Nous avons également à tenir compte de 18,4 milliards de francs d'endettement auprès de la Caisse fédérale de pensions, à nouveau elle, actuellement rétribués à 4 pour cent, que nous devrons refinancer, eux aussi, à un taux d'intérêt qui sera sans doute au minimum 1 pour cent plus élevé.

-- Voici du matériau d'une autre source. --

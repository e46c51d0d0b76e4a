//! Short-lived notifications stacked in the top-right corner.

use std::collections::VecDeque;
use std::time::{Duration, Instant};

use ratatui::buffer::Buffer;
use ratatui::layout::Rect;
use ratatui::text::Line;
use ratatui::widgets::{Clear, Paragraph, Widget};
use unicode_width::UnicodeWidthStr;

use crate::style::Theme;

pub const DEFAULT_TTL: Duration = Duration::from_secs(4);
const MAX_VISIBLE: usize = 3;

#[derive(Debug, Clone, PartialEq, Eq)]
pub struct Toast {
	pub message: String,
	pub expires_at: Instant,
}

/// Queue of advisory messages. Oldest toasts are dropped first.
#[derive(Debug, Clone)]
pub struct Toasts {
	entries: VecDeque<Toast>,
	ttl: Duration,
}

impl Default for Toasts {
	fn default() -> Self {
		Self::new(DEFAULT_TTL)
	}
}

impl Toasts {
	#[must_use]
	pub fn new(ttl: Duration) -> Self {
		Self {
			entries: VecDeque::new(),
			ttl,
		}
	}

	pub fn push(&mut self, message: impl Into<String>, now: Instant) {
		self.entries.push_back(Toast {
			message: message.into(),
			expires_at: now + self.ttl,
		});
		while self.entries.len() > MAX_VISIBLE {
			self.entries.pop_front();
		}
	}

	/// Drop every toast whose time has passed.
	pub fn prune(&mut self, now: Instant) {
		self.entries.retain(|toast| toast.expires_at > now);
	}

	#[must_use]
	pub fn is_empty(&self) -> bool {
		self.entries.is_empty()
	}

	pub fn iter(&self) -> impl Iterator<Item = &Toast> {
		self.entries.iter()
	}
}

/// Renders [`Toasts`] newest-last, one line each, aligned to the right edge.
pub struct ToastStack<'a> {
	toasts: &'a Toasts,
	theme: &'a Theme,
}

impl<'a> ToastStack<'a> {
	#[must_use]
	pub fn new(toasts: &'a Toasts, theme: &'a Theme) -> Self {
		Self { toasts, theme }
	}
}

impl Widget for ToastStack<'_> {
	fn render(self, area: Rect, buf: &mut Buffer) {
		for (row, toast) in self.toasts.iter().enumerate() {
			let y = area.y + row as u16;
			if y >= area.bottom() {
				break;
			}
			let text = format!(" ⚠ {} ", toast.message);
			let width = (text.width() as u16).min(area.width);
			let rect = Rect {
				x: area.right().saturating_sub(width),
				y,
				width,
				height: 1,
			};
			Clear.render(rect, buf);
			Paragraph::new(Line::from(text))
				.style(self.theme.toast_style())
				.render(rect, buf);
		}
	}
}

Enfin, nous avons - j'aimerais attirer particulièrement votre attention sur cette dette-là - une dette de 9 milliards de francs environ auprès de la Poste, avec un taux d'intérêt moyen servi de l'ordre de 2,5 pour cent. Le refinancement de ces 9 milliards de francs sur le marché des capitaux, refinancement qui sera indispensable, sera sans doute, pour la Confédération, de l'ordre de 200 millions de francs de coûts d'intérêt supplémentaires par an pendant les prochaines années. Il n'est d'ailleurs pas admissible de considérer la Poste comme une vache à lait de la Confédération et de péjorer ses résultats par la fixation arbitrairement basse des taux d'intérêt de ses créances vis-à-vis de la Confédération.
Ces quelques éléments représentent, pour les exercices à venir, des dépenses structurelles annuelles de l'ordre de 1,5 milliard de francs qui s'ajouteront à l'effort de désendettement qui est indispensable.
[PAGE 525] En conclusion, c'est donc avec prudence, et en invitant à poursuivre l'effort de rigueur financière, que le groupe libéral vous invite à adopter le compte d'Etat 1999, en suivant la majorité de la commission dont il soutiendra la motion concernant la "suppression anticipée du troisième pour-cent du salaire pour les contributions à l'assurance-chômage." Il combattra, dans le supplément I au budget, la proposition de minorité qui vise à péjorer l'engagement dans Swissmetro.